NOW, THEREFORE, in consideration of the mutual agreements herein contained, Farmer Mac, the Purchaser and National Rural agree as follows:
1.Capitalized Terms.  Capitalized terms used herein without definition shall have the meanings assigned to them in the Master Agreement.
2.Title of Series.  The Pricing Agreement for any Notes and each such Note issued hereunder on or after the date hereof may identify the name (if any name is designated) of such series of Notes.  Failure to make a notation of the name of a series within any Pricing Agreement or on the applicable Note shall not affect the validity and effect of such Note.
3.Purchase of Notes.  The parties agree that the Purchaser may purchase Notes, at 100% of their principal amount and on terms and conditions acceptable to each of Purchaser and National Rural, from time to time during the Draw Period, as requested by National Rural by written notice by electronic mail to Farmer Mac at such email address as designated by Farmer Mac to National Rural by written notice by electronic mail from time to time, or such other address as may be provided in writing (each, a “Notice of Borrowing”), in an aggregate principal amount, for all Notes issued prior to the date hereof or to be issued under this Supplemental Note Purchase Agreement at any one time, not in excess of the Maximum Purchase Amount, subject to the conditions set forth in the Master Agreement.
CFC DOC
AA001-Y-Farmer(SIGMUNK)
252645-3

        2

For purposes hereof, “Draw Period” means the period from the date hereof through June 30, 2027; provided, however, on June 30th of each year beginning June 30, 2026, the Draw Period shall be deemed automatically extended for one (1) additional year without further action, unless at least sixty (60) days prior to any such anniversary date, Farmer Mac or the Purchaser provides National Rural with written notice that the Draw Period will not be extended beyond the then-remaining term.
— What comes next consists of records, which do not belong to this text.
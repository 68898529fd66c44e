// SPDX-License-Identifier: PMPL-1.0-or-later
// Copyright (c) 2026 Jonathan D.A. Jewell (hyperpolymath) <jonathan.jewell@open.ac.uk>
//
// PDF module — paginating rectified pages into a single document.

pub mod writer;

pub use writer::PdfWriter;
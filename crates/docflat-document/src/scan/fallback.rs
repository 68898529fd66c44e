// SPDX-License-Identifier: PMPL-1.0-or-later
// Copyright (c) 2026 Jonathan D.A. Jewell (hyperpolymath) <jonathan.jewell@open.ac.uk>
//
// Fallback corners for photos where no document boundary was found.

use docflat_core::error::PageError;
use docflat_core::geometry::Quad;

/// The image bounds inset by `margin` on every side.
///
/// Fails with [`PageError::ImageTooSmall`] unless the image is wider and
/// taller than twice the margin; otherwise the quad always has positive area.
pub fn fallback_quad(width: u32, height: u32, margin: f64) -> Result<Quad, PageError> {
    let (w, h) = (f64::from(width), f64::from(height));
    if !(w > 2.0 * margin && h > 2.0 * margin) {
        return Err(PageError::ImageTooSmall {
            width,
            height,
            margin,
        });
    }
    Ok(Quad::rect(margin, margin, w - margin, h - margin))
}

#[cfg(test)]
mod tests {
    use super::*;
    use docflat_core::geometry::Point;

    #[test]
    fn inset_by_margin() {
        let quad = fallback_quad(800, 600, 100.0).expect("fallback");
        assert_eq!(quad.top_left, Point::new(100.0, 100.0));
        assert_eq!(quad.top_right, Point::new(700.0, 100.0));
        assert_eq!(quad.bottom_right, Point::new(700.0, 500.0));
        assert_eq!(quad.bottom_left, Point::new(100.0, 500.0));
        assert!(quad.area() > 0.0);
    }

    #[test]
    fn exactly_twice_the_margin_is_too_small() {
        assert_eq!(
            fallback_quad(200, 600, 100.0),
            Err(PageError::ImageTooSmall {
                width: 200,
                height: 600,
                margin: 100.0
            })
        );
        assert!(fallback_quad(800, 200, 100.0).is_err());
    }

    #[test]
    fn positive_area_whenever_accepted() {
        for (w, h) in [(201, 201), (1000, 250), (4032, 3024), (300, 9000)] {
            let quad = fallback_quad(w, h, 100.0).expect("fallback");
            assert!(quad.area() > 0.0, "{w}x{h}");
            assert!(!quad.is_degenerate());
        }
    }

    #[test]
    fn zero_margin_covers_whole_image() {
        let quad = fallback_quad(10, 20, 0.0).expect("fallback");
        assert_eq!(quad, Quad::rect(0.0, 0.0, 10.0, 20.0));
    }
}
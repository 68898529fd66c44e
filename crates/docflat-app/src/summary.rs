// SPDX-License-Identifier: PMPL-1.0-or-later
// Copyright (c) 2026 Jonathan D.A. Jewell (hyperpolymath) <jonathan.jewell@open.ac.uk>
//
// JSON summary printed after a batch.

use std::path::PathBuf;

use docflat_core::human_errors::humanize_page_error;
use docflat_core::types::CornerOrigin;
use docflat_pipeline::{BatchResult, PageResult};
use serde::Serialize;

#[derive(Debug, Serialize)]
pub struct BatchSummary {
    pub batch_id: String,
    pub pages: Vec<PageSummary>,
    #[serde(skip_serializing_if = "Vec::is_empty")]
    pub cancelled: Vec<usize>,
    #[serde(skip_serializing_if = "Option::is_none")]
    pub pdf: Option<PathBuf>,
}

#[derive(Debug, Serialize)]
#[serde(tag = "status", rename_all = "snake_case")]
pub enum PageSummary {
    Ok {
        index: usize,
        source: String,
        width: u32,
        height: u32,
        corner_origin: CornerOrigin,
        sha256: String,
        #[serde(skip_serializing_if = "Option::is_none")]
        path: Option<PathBuf>,
        #[serde(skip_serializing_if = "Option::is_none")]
        base64: Option<String>,
    },
    Failed {
        index: usize,
        source: String,
        error: String,
        message: String,
        suggestion: String,
    },
}

impl BatchSummary {
    pub fn new(result: &BatchResult, pdf: Option<PathBuf>) -> Self {
        Self {
            batch_id: result.batch_id.to_string(),
            pages: result.pages.iter().map(PageSummary::from).collect(),
            cancelled: result.cancelled.clone(),
            pdf,
        }
    }
}

impl From<&PageResult> for PageSummary {
    fn from(page: &PageResult) -> Self {
        let source = page.source.to_string();
        match &page.outcome {
            Ok(rectified) => Self::Ok {
                index: page.index,
                source,
                width: rectified.width,
                height: rectified.height,
                corner_origin: rectified.corner_origin,
                sha256: rectified.sha256.clone(),
                path: rectified.output.as_path().map(|p| p.to_path_buf()),
                base64: rectified.output.to_base64(),
            },
            Err(err) => {
                let human = humanize_page_error(err);
                Self::Failed {
                    index: page.index,
                    source,
                    error: err.to_string(),
                    message: human.message,
                    suggestion: human.suggestion,
                }
            }
        }
    }
}

#[cfg(test)]
mod tests {
    use super::*;
    use docflat_core::error::PageError;
    use docflat_core::geometry::Quad;
    use docflat_core::types::{BatchId, OutputHandle, SourceRef};
    use docflat_pipeline::RectifiedPage;

    #[test]
    fn serialises_both_outcomes() {
        let result = BatchResult {
            batch_id: BatchId::new(),
            pages: vec![
                PageResult {
                    index: 0,
                    source: SourceRef::path("a.jpg"),
                    outcome: Ok(RectifiedPage {
                        width: 500,
                        height: 650,
                        corners: Quad::rect(0.0, 0.0, 10.0, 13.0),
                        corner_origin: CornerOrigin::Fallback,
                        sha256: "ab".repeat(32),
                        output: OutputHandle::Bytes(b"hi".to_vec()),
                    }),
                },
                PageResult {
                    index: 1,
                    source: SourceRef::path("b.jpg"),
                    outcome: Err(PageError::DegenerateQuad),
                },
            ],
            cancelled: Vec::new(),
        };

        let json = serde_json::to_value(BatchSummary::new(&result, None)).expect("json");
        assert_eq!(json["pages"][0]["status"], "ok");
        assert_eq!(json["pages"][0]["base64"], "aGk=");
        assert_eq!(json["pages"][0]["corner_origin"], "Fallback");
        assert_eq!(json["pages"][1]["status"], "failed");
        assert_eq!(json["pages"][1]["source"], "b.jpg");
        assert!(json.get("cancelled").is_none());
        assert!(json.get("pdf").is_none());
    }
}
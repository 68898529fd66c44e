// SPDX-License-Identifier: PMPL-1.0-or-later
// Copyright (c) 2026 Jonathan D.A. Jewell (hyperpolymath) <jonathan.jewell@open.ac.uk>
//
// Adjustable mode — hand the resolved corners to the caller for one edit
// before the page is rectified.

use docflat_core::error::PageError;
use docflat_core::geometry::{PreviewBounds, Quad};
use docflat_core::types::Document;
use tokio::sync::{mpsc, oneshot};
use tracing::{debug, info, warn};

/// How a batch treats the resolved corners.
#[derive(Debug, Clone, Default)]
pub enum BatchMode {
    /// Rectify with the detected or fallback corners as they are.
    #[default]
    Automatic,
    /// Single-page mode: send an [`AdjustmentRequest`] on this channel and
    /// wait for the caller's answer before rectifying.
    Adjustable(mpsc::Sender<AdjustmentRequest>),
}

/// A page waiting for the caller to confirm or move its corners.
///
/// Consuming the request with [`submit`](Self::submit) overrides the corners,
/// [`accept`](Self::accept) keeps them, and dropping it unanswered also keeps
/// them.
#[derive(Debug)]
pub struct AdjustmentRequest {
    document: Document,
    reply: oneshot::Sender<Option<Quad>>,
}

impl AdjustmentRequest {
    /// Snapshot of the page with its resolved corners.
    pub fn document(&self) -> &Document {
        &self.document
    }

    /// Resolved corners in preview space, for drawing over a letterboxed
    /// preview.
    pub fn preview_corners(&self, bounds: &PreviewBounds) -> Quad {
        self.document
            .corners()
            .map_original_to_preview(bounds, bounds.scale_factor())
    }

    /// Replace the corners with `corners`, given in original-image space.
    pub fn submit(self, corners: Quad) {
        // The pipeline stops listening only when the batch was cancelled.
        let _ = self.reply.send(Some(corners));
    }

    /// Replace the corners with `corners` as edited on the preview described
    /// by `bounds`.
    pub fn submit_from_preview(self, corners: Quad, bounds: &PreviewBounds) {
        let original = corners.map_preview_to_original(bounds, bounds.inverse_scale_factor());
        self.submit(original);
    }

    /// Keep the resolved corners.
    pub fn accept(self) {
        let _ = self.reply.send(None);
    }
}

/// Offer `document` for adjustment and apply the answer, if any.
pub(crate) async fn request_adjustment(
    adjuster: &mpsc::Sender<AdjustmentRequest>,
    document: &mut Document,
) -> Result<(), PageError> {
    let (reply, answer) = oneshot::channel();
    let request = AdjustmentRequest {
        document: document.clone(),
        reply,
    };

    if adjuster.send(request).await.is_err() {
        warn!("Adjustment receiver closed; keeping resolved corners");
        return Ok(());
    }

    match answer.await {
        Ok(Some(corners)) => {
            document.adjust(corners)?;
            info!(?corners, "Corners adjusted");
        }
        Ok(None) => debug!("Resolved corners accepted"),
        Err(_) => debug!("Adjustment request dropped; keeping resolved corners"),
    }
    Ok(())
}
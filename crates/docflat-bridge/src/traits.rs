// SPDX-License-Identifier: PMPL-1.0-or-later
// Copyright (c) 2026 Jonathan D.A. Jewell (hyperpolymath) <jonathan.jewell@open.ac.uk>
//
// Platform-agnostic trait definitions for the capabilities the pipeline
// consumes.
//
// All traits are `Send + Sync`: one instance is shared by every page task of
// a batch and called from blocking worker threads.

use docflat_core::error::PageError;
use docflat_core::geometry::Quad;
use docflat_core::types::{Destination, OutputHandle, SourceRef};
use image::DynamicImage;

/// Turn an opaque source handle into upright pixels.
pub trait SourceDecoder: Send + Sync {
    /// Decode `source`, applying any EXIF orientation so the returned raster
    /// is right-side-up.
    fn decode(&self, source: &SourceRef) -> Result<DynamicImage, PageError>;
}

/// Locate a document's four corners in a raster.
pub trait CornerDetector: Send + Sync {
    /// Return the document boundary in the image's own pixel coordinates, or
    /// `None` when no confident quadrilateral is found.
    fn detect(&self, image: &DynamicImage) -> Option<Quad>;

    /// Short name for logs.
    fn name(&self) -> &str {
        "detector"
    }
}

/// Persist or serialise a rectified page.
pub trait OutputEncoder: Send + Sync {
    /// Encode `image` at `quality` (0-100) to `destination`.
    ///
    /// File outputs must appear at their final path only once fully written.
    fn encode(
        &self,
        image: &DynamicImage,
        quality: u8,
        destination: &Destination,
    ) -> Result<OutputHandle, PageError>;
}
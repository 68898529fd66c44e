// SPDX-License-Identifier: PMPL-1.0-or-later
// Copyright (c) 2026 Jonathan D.A. Jewell (hyperpolymath) <jonathan.jewell@open.ac.uk>
//
// Classical corner detector — Canny edges, Hough lines, and line
// intersections.
//
// One pluggable implementation of `CornerDetector`. It suits photos of a
// light page on a darker, uncluttered background; anything else reports no
// corners and the pipeline falls back to the inset policy.

use docflat_bridge::traits::CornerDetector;
use docflat_core::geometry::{Point, Quad};
use image::DynamicImage;
use imageproc::edges::canny;
use imageproc::filter::gaussian_blur_f32;
use imageproc::hough::{LineDetectionOptions, PolarLine, detect_lines};
use tracing::{debug, instrument};

/// Finds the document boundary from its four dominant straight edges.
///
/// ## Pipeline
///
/// 1. Convert to grayscale and apply a Gaussian blur
/// 2. Canny edge detection
/// 3. Hough line detection, with a vote threshold scaled to the image diagonal
/// 4. Split lines into roughly horizontal and roughly vertical
/// 5. Take the outermost line on each side
/// 6. Intersect neighbouring sides to get the four corners
/// 7. Reject quads smaller than `min_area_fraction` of the image
#[derive(Debug, Clone, Copy)]
pub struct EdgeCornerDetector {
    /// Gaussian blur sigma applied before edge detection.
    pub blur_sigma: f32,
    /// Canny hysteresis thresholds.
    pub canny_low: f32,
    pub canny_high: f32,
    /// Smallest accepted quad, as a fraction of the image area.
    pub min_area_fraction: f64,
}

impl Default for EdgeCornerDetector {
    fn default() -> Self {
        Self {
            blur_sigma: 2.0,
            canny_low: 50.0,
            canny_high: 150.0,
            min_area_fraction: 0.10,
        }
    }
}

impl EdgeCornerDetector {
    pub fn new() -> Self {
        Self::default()
    }
}

impl CornerDetector for EdgeCornerDetector {
    #[instrument(skip(self, image), fields(width = image.width(), height = image.height()))]
    fn detect(&self, image: &DynamicImage) -> Option<Quad> {
        let (width, height) = (image.width(), image.height());
        if width < 3 || height < 3 {
            return None;
        }

        let gray = image.to_luma8();
        let blurred = gaussian_blur_f32(&gray, self.blur_sigma);
        let edges = canny(&blurred, self.canny_low, self.canny_high);

        // Scale the vote threshold with resolution; the suppression radius
        // merges near-duplicate lines.
        let diagonal = f64::from(width).hypot(f64::from(height));
        let vote_threshold = (diagonal * 0.25).max(80.0) as u32;
        let options = LineDetectionOptions {
            vote_threshold,
            suppression_radius: 8,
        };
        let lines = detect_lines(&edges, options);
        debug!(line_count = lines.len(), vote_threshold, "Hough lines detected");

        let (horizontal, vertical) = classify_lines(&lines);
        if horizontal.len() < 2 || vertical.len() < 2 {
            debug!(
                horizontal = horizontal.len(),
                vertical = vertical.len(),
                "Not enough edges for a document boundary"
            );
            return None;
        }

        let centre = Point::new(f64::from(width) / 2.0, f64::from(height) / 2.0);
        let top = outermost(&horizontal, centre, Side::Near)?;
        let bottom = outermost(&horizontal, centre, Side::Far)?;
        let left = outermost(&vertical, centre, Side::Near)?;
        let right = outermost(&vertical, centre, Side::Far)?;

        let quad = Quad::new(
            intersect_polar_lines(&top, &left)?,
            intersect_polar_lines(&top, &right)?,
            intersect_polar_lines(&bottom, &right)?,
            intersect_polar_lines(&bottom, &left)?,
        );

        let min_area = f64::from(width) * f64::from(height) * self.min_area_fraction;
        if quad.is_degenerate() || quad.area() < min_area {
            debug!(area = quad.area(), min_area, "Detected quadrilateral too small");
            return None;
        }

        debug!(?quad, "Document corners detected");
        Some(quad)
    }

    fn name(&self) -> &str {
        "edge"
    }
}

// -- Line helpers -------------------------------------------------------------

#[derive(Debug, Clone, Copy)]
enum Side {
    /// Top for horizontal lines, left for vertical lines.
    Near,
    /// Bottom for horizontal lines, right for vertical lines.
    Far,
}

/// Split Hough lines by orientation.
///
/// A `PolarLine` is `x*cos(θ) + y*sin(θ) = r`, so θ near 90° is a horizontal
/// line and θ near 0° or 180° a vertical one. Lines within 30° of either
/// axis are kept; diagonals are dropped.
fn classify_lines(lines: &[PolarLine]) -> (Vec<PolarLine>, Vec<PolarLine>) {
    let mut horizontal = Vec::new();
    let mut vertical = Vec::new();

    for line in lines {
        let angle = line.angle_in_degrees;
        if (60..=120).contains(&angle) {
            horizontal.push(*line);
        } else if angle <= 30 || angle >= 150 {
            vertical.push(*line);
        }
    }

    (horizontal, vertical)
}

/// Where `line` crosses the image's central axis: its y at `centre.x` for a
/// horizontal line, its x at `centre.y` for a vertical one.
fn axis_crossing(line: &PolarLine, centre: Point) -> f64 {
    let theta = f64::from(line.angle_in_degrees).to_radians();
    let r = f64::from(line.r);
    let (sin, cos) = theta.sin_cos();
    if sin.abs() >= cos.abs() {
        (r - centre.x * cos) / sin
    } else {
        (r - centre.y * sin) / cos
    }
}

fn outermost(lines: &[PolarLine], centre: Point, side: Side) -> Option<PolarLine> {
    let by_position = |a: &&PolarLine, b: &&PolarLine| {
        axis_crossing(a, centre).total_cmp(&axis_crossing(b, centre))
    };
    match side {
        Side::Near => lines.iter().min_by(by_position).copied(),
        Side::Far => lines.iter().max_by(by_position).copied(),
    }
}

/// Intersection of two lines in polar (Hough) form, or `None` when they are
/// nearly parallel.
fn intersect_polar_lines(a: &PolarLine, b: &PolarLine) -> Option<Point> {
    let (sin_a, cos_a) = f64::from(a.angle_in_degrees).to_radians().sin_cos();
    let (sin_b, cos_b) = f64::from(b.angle_in_degrees).to_radians().sin_cos();

    let denom = cos_a * sin_b - sin_a * cos_b;
    if denom.abs() < 1e-6 {
        return None;
    }

    let (r_a, r_b) = (f64::from(a.r), f64::from(b.r));
    Some(Point::new(
        (r_a * sin_b - r_b * sin_a) / denom,
        (r_b * cos_a - r_a * cos_b) / denom,
    ))
}

// -- Tests --------------------------------------------------------------------
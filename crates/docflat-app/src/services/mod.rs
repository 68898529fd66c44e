// SPDX-License-Identifier: PMPL-1.0-or-later
// Copyright (c) 2026 Jonathan D.A. Jewell (hyperpolymath) <jonathan.jewell@open.ac.uk>
//
// Host services for the CLI.

pub mod data_dir;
Further for purposes hereof, “Maximum Purchase Amount” means $6 billion.
National Rural may borrow, repay (subject to the terms of the applicable Notes being repaid) and reborrow funds at any time or from time to time during the Draw Period.  Each borrowing under this Supplemental Note Purchase Agreement (or, in the case of Notes issued prior to the date hereof, the applicable Original Note Purchase Agreement and/or Amended Supplement) shall be made in accordance with the Note applicable thereto.
Each advance under this Supplemental Note Purchase Agreement shall be disbursed in such increments as agreed upon by the parties in the applicable Pricing Agreement.
4.Amendment and Restatement.  This Supplemental Note Purchase Agreement amends and restates in its entirety all of the terms, conditions and provisions of the Amended Supplement.
5.GOVERNING LAW.  EXCEPT AS SET FORTH IN SECTION 9.01 OF THE MASTER AGREEMENT, THIS SUPPLEMENTAL NOTE PURCHASE AGREEMENT SHALL BE GOVERNED BY, AND CONSTRUED IN ACCORDANCE WITH, FEDERAL LAW.  TO THE EXTENT FEDERAL LAW INCORPORATES STATE LAW, THAT STATE LAW SHALL BE THE LAWS OF THE DISTRICT OF COLUMBIA APPLICABLE TO CONTRACTS MADE AND PERFORMED THEREIN.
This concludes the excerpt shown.